Abstract

This article invites us to think on education from the ethical system of rinrigaku, a system thought by the 20th Century Japanese philosopher, Watsuji Tetsuro. To this end, we start from Barbara Cassin’s perspective on languages and tongues as untranslatables, understood as those words that can never stop to be translated. A breakdown of some of the elements that Watsuji mentions, from Europe to Asia, is necessary. This will allow us to think on the educational aspects that can be decantated from this ethical proposal. In this sense, we must continue with the dialogue between Europe and Asia thinkers and traditions. How can we think on education from other knowledge traditions? Even though our purpose does not lie in making or finding an equivalence, the oscillation between terms and definitions is what, at the end, will lead us towards a reflection on education, which could be defined as all the aspects that make us humans.
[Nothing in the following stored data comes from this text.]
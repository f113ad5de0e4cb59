//! Session lifecycle: login, registration, logout, profile access, and the session-loss signal.

// crates.io
use serde::de::DeserializeOwned;
// self
use crate::{
	_prelude::*,
	auth::{CredentialKey, LoginCredentials, LoginGrant, Session, StudentRegistration},
	error::RefreshError,
	gateway::Gateway,
	http::{ApiBase, ApiRequest, HttpTransport},
	obs::{self, GatewayOp, OpOutcome, OpSpan},
};

/// Signal raised when the session can no longer be recovered and the user must sign in again.
#[derive(Clone, Debug, PartialEq, Eq)]
pub struct SessionExpired {
	/// Why the refresh cycle failed.
	pub reason: RefreshError,
	/// Login view the host should navigate to.
	pub login_view: String,
	/// Instant at which the credentials were purged.
	pub at: OffsetDateTime,
}

/// Receives the unrecoverable-session signal.
///
/// Called once per failed refresh cycle, after the credentials are purged and every queued
/// request has been rejected. Implementations must not block.
pub trait SessionListener
where
	Self: Send + Sync,
{
	/// Handles a session loss.
	fn session_expired(&self, event: &SessionExpired);
}
impl<F> SessionListener for F
where
	F: Send + Sync + Fn(&SessionExpired),
{
	fn session_expired(&self, event: &SessionExpired) {
		self(event)
	}
}

/// Listener that drops the session-loss signal.
#[derive(Clone, Copy, Debug, Default)]
pub struct IgnoreSessionExpiry;
impl SessionListener for IgnoreSessionExpiry {
	fn session_expired(&self, _: &SessionExpired) {}
}

impl<T> Gateway<T>
where
	T: ?Sized + HttpTransport,
{
	/// Authenticates with the login route and installs the returned token pair.
	pub async fn login(&self, credentials: &LoginCredentials) -> Result<Session> {
		const OP: GatewayOp = GatewayOp::Login;

		let span = OpSpan::new(OP, "login");

		obs::record_op_outcome(OP, OpOutcome::Attempt);

		let result = span
			.instrument(async {
				let request = ApiRequest::post(&self.config.routes.login)
					.on(ApiBase::Auth)
					.anonymous()
					.json(credentials)?;
				let grant = self.fetch_json::<LoginGrant>(request).await?;
				let _writes = self.coordinator.lock_credentials().await;

				self.store.set(CredentialKey::AccessToken, grant.access.clone()).await?;
				self.store.set(CredentialKey::RefreshToken, grant.refresh).await?;
				self.coordinator.install(Some(grant.access));

				let session =
					Session { user: grant.user, established_at: OffsetDateTime::now_utc() };

				Ok::<_, Error>(session)
			})
			.await;

		match &result {
			Ok(_) => obs::record_op_outcome(OP, OpOutcome::Success),
			Err(_) => obs::record_op_outcome(OP, OpOutcome::Failure),
		}

		result
	}

	/// Creates a student account. Registration does not sign the user in.
	pub async fn register(&self, registration: &StudentRegistration) -> Result<serde_json::Value> {
		let request = ApiRequest::post(&self.config.routes.register)
			.on(ApiBase::Auth)
			.anonymous()
			.json(registration)?;

		self.fetch_json(request).await
	}

	/// Ends the session server-side and purges local credentials.
	///
	/// Credentials are purged even when the server call fails; that failure is still returned.
	/// Without a stored access token the server is not called and only the local purge runs.
	pub async fn logout(&self) -> Result<()> {
		const OP: GatewayOp = GatewayOp::Logout;

		let span = OpSpan::new(OP, "logout");

		obs::record_op_outcome(OP, OpOutcome::Attempt);

		let result = span
			.instrument(async {
				let request = ApiRequest::post(&self.config.routes.logout).on(ApiBase::Auth);
				let remote = match self.send_ok(request).await {
					Err(Error::NotAuthenticated) => Ok(()),
					other => other.map(|_| ()),
				};
				let _writes = self.coordinator.lock_credentials().await;

				self.coordinator.install(None);
				self.store.clear().await?;

				remote
			})
			.await;

		match &result {
			Ok(_) => obs::record_op_outcome(OP, OpOutcome::Success),
			Err(_) => obs::record_op_outcome(OP, OpOutcome::Failure),
		}

		result
	}

	/// Fetches the signed-in user's profile.
	pub async fn profile<R>(&self) -> Result<R>
	where
		R: DeserializeOwned,
	{
		self.fetch_json(ApiRequest::get(&self.config.routes.profile).on(ApiBase::Auth)).await
	}

	/// Replaces the signed-in user's profile and returns the stored version.
	pub async fn update_profile<B, R>(&self, profile: &B) -> Result<R>
	where
		B: ?Sized + Serialize,
		R: DeserializeOwned,
	{
		let request = ApiRequest::put(&self.config.routes.profile).on(ApiBase::Auth).json(profile)?;

		self.fetch_json(request).await
	}

	/// Returns `true` while an access token is stored.
	pub async fn is_authenticated(&self) -> Result<bool> {
		Ok(self.store.get(CredentialKey::AccessToken).await?.is_some())
	}

	/// Removes both tokens. Failures are logged, never surfaced.
	pub(crate) async fn purge_credentials(&self) {
		if let Err(e) = self.store.clear().await {
			obs::cleanup_failed("purge", &e);
		}
	}

	pub(crate) fn signal_session_expired(&self, reason: &RefreshError) {
		self.listener.session_expired(&SessionExpired {
			reason: reason.clone(),
			login_view: self.config.login_view.clone(),
			at: OffsetDateTime::now_utc(),
		});
	}
}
Rinrigaku talks about how we are linked: the human being is all and one, at the same time. If we are individuals and simultaneously, we are the community, how do we learn to be so? The biggest commitment of human beings does not lie in the relationships that we establish, but in how we establish them: through the sincerity of the spirit. Watsuji and Japanese Philosophy invite us to think on education from another point of view, to question all the aspects that we have thought that ought to make a human being and to look at oneself (at us) the way we (one) is.